▶ [Task prompt]: Extract the first line through the line containing "spawned tasks. Use" from the listing below, exactly as written.

▶ [Provided material]:
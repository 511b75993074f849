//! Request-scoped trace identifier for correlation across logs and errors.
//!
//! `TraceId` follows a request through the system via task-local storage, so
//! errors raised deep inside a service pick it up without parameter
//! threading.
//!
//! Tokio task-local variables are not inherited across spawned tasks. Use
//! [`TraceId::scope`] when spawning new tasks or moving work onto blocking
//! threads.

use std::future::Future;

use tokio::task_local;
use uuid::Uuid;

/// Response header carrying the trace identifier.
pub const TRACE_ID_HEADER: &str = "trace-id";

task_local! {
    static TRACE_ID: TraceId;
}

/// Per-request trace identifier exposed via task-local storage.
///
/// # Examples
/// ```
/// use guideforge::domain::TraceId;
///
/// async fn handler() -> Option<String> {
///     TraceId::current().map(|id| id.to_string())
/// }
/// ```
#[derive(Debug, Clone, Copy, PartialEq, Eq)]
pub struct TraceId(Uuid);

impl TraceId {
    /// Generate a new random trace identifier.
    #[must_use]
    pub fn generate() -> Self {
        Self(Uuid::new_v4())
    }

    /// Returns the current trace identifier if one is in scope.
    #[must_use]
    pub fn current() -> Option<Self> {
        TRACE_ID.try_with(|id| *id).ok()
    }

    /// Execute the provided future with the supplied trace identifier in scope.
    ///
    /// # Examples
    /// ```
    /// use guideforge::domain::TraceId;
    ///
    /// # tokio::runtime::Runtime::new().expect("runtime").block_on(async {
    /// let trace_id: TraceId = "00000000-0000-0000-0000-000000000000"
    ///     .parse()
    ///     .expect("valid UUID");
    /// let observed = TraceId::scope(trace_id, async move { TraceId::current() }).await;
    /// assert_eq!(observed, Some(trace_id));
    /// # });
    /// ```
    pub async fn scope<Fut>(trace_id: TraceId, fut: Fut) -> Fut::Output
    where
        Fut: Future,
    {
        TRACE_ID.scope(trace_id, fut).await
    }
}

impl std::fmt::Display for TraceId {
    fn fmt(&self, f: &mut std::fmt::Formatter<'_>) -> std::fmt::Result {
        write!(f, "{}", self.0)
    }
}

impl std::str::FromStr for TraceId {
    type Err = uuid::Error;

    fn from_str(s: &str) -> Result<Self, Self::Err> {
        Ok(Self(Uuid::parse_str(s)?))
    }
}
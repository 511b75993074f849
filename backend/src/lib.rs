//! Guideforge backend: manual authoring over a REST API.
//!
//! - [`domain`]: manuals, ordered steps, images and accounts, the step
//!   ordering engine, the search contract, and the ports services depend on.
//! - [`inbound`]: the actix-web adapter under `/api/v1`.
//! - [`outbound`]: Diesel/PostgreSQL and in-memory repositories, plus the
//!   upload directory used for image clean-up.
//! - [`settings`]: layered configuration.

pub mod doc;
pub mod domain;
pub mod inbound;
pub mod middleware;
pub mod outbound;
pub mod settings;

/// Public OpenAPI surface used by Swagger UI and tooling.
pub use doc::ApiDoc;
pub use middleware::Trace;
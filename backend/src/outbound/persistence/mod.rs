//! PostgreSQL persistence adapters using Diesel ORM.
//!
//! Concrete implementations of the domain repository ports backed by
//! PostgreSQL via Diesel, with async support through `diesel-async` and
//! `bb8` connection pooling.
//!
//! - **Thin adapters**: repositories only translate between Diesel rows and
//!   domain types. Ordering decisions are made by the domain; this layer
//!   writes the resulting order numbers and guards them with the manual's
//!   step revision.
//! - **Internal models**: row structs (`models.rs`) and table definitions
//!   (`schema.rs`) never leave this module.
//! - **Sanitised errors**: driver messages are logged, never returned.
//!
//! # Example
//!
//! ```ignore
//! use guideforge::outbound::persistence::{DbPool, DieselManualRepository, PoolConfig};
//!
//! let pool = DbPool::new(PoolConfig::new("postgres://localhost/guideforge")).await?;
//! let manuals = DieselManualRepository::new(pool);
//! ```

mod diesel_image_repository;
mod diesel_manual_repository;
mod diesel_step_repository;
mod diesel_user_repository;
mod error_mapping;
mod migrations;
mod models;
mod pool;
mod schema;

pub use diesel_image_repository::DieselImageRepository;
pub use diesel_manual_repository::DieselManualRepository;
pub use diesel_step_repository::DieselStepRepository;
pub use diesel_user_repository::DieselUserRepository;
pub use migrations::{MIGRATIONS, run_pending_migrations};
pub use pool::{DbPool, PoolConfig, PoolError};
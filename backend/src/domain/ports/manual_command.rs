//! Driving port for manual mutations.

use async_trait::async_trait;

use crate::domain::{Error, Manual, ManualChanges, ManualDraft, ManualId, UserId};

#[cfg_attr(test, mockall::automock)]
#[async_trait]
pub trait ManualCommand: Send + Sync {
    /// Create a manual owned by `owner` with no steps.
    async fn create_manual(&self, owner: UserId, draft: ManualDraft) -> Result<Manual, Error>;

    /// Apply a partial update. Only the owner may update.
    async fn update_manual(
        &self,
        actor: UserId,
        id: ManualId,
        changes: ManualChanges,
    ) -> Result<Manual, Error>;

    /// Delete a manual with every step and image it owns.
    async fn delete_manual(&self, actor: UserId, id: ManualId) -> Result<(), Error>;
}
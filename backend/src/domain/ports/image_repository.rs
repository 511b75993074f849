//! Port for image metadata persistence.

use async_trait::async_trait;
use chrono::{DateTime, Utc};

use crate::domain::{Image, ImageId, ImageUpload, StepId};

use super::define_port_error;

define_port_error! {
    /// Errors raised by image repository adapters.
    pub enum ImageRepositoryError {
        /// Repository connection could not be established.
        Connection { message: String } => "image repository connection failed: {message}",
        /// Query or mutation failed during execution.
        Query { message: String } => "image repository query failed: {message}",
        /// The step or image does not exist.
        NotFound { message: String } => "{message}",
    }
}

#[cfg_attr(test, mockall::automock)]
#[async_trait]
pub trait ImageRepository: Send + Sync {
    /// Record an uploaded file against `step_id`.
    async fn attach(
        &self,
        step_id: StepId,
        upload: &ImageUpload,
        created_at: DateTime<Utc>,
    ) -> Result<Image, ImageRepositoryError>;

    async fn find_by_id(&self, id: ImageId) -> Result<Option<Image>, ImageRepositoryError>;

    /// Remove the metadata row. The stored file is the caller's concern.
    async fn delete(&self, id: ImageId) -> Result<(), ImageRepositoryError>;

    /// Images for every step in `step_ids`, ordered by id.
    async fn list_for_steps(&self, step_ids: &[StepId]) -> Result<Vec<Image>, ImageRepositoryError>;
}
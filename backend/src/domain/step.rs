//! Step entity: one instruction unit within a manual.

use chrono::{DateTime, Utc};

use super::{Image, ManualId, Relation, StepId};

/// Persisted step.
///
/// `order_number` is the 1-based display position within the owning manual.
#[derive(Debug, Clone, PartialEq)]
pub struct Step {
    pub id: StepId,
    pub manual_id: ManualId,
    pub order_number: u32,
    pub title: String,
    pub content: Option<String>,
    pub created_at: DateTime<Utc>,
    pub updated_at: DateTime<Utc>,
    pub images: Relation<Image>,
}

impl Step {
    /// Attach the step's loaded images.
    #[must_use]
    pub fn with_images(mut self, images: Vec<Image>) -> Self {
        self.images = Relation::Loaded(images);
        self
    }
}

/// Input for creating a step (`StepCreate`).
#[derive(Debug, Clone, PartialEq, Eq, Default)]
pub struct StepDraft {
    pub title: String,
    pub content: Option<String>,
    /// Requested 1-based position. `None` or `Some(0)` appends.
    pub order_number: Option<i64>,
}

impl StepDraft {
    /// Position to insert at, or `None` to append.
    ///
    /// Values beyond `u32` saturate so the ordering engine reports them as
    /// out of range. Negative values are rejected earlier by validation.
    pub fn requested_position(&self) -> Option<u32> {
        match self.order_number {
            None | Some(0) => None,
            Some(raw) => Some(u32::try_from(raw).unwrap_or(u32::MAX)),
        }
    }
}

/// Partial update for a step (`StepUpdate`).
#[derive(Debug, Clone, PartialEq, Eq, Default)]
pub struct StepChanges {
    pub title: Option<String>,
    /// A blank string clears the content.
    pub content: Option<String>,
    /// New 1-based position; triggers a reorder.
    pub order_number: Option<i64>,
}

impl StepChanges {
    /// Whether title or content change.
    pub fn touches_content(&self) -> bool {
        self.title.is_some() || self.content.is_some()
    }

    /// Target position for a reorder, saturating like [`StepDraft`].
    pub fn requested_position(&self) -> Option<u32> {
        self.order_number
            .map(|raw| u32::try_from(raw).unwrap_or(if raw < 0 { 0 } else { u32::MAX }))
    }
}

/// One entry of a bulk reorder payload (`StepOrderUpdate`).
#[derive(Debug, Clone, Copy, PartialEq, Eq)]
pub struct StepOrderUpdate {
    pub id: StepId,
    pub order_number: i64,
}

▶ [Reply]:
repository 511b75993074f849
//! Request-scoped trace identifier for correlation across logs and errors.
//!
//! `TraceId` follows a request through the system via task-local storage, so
//! errors raised deep inside a service pick it up without parameter
//! threading.
//!
//! Tokio task-local variables are not inherited across spawned tasks. Use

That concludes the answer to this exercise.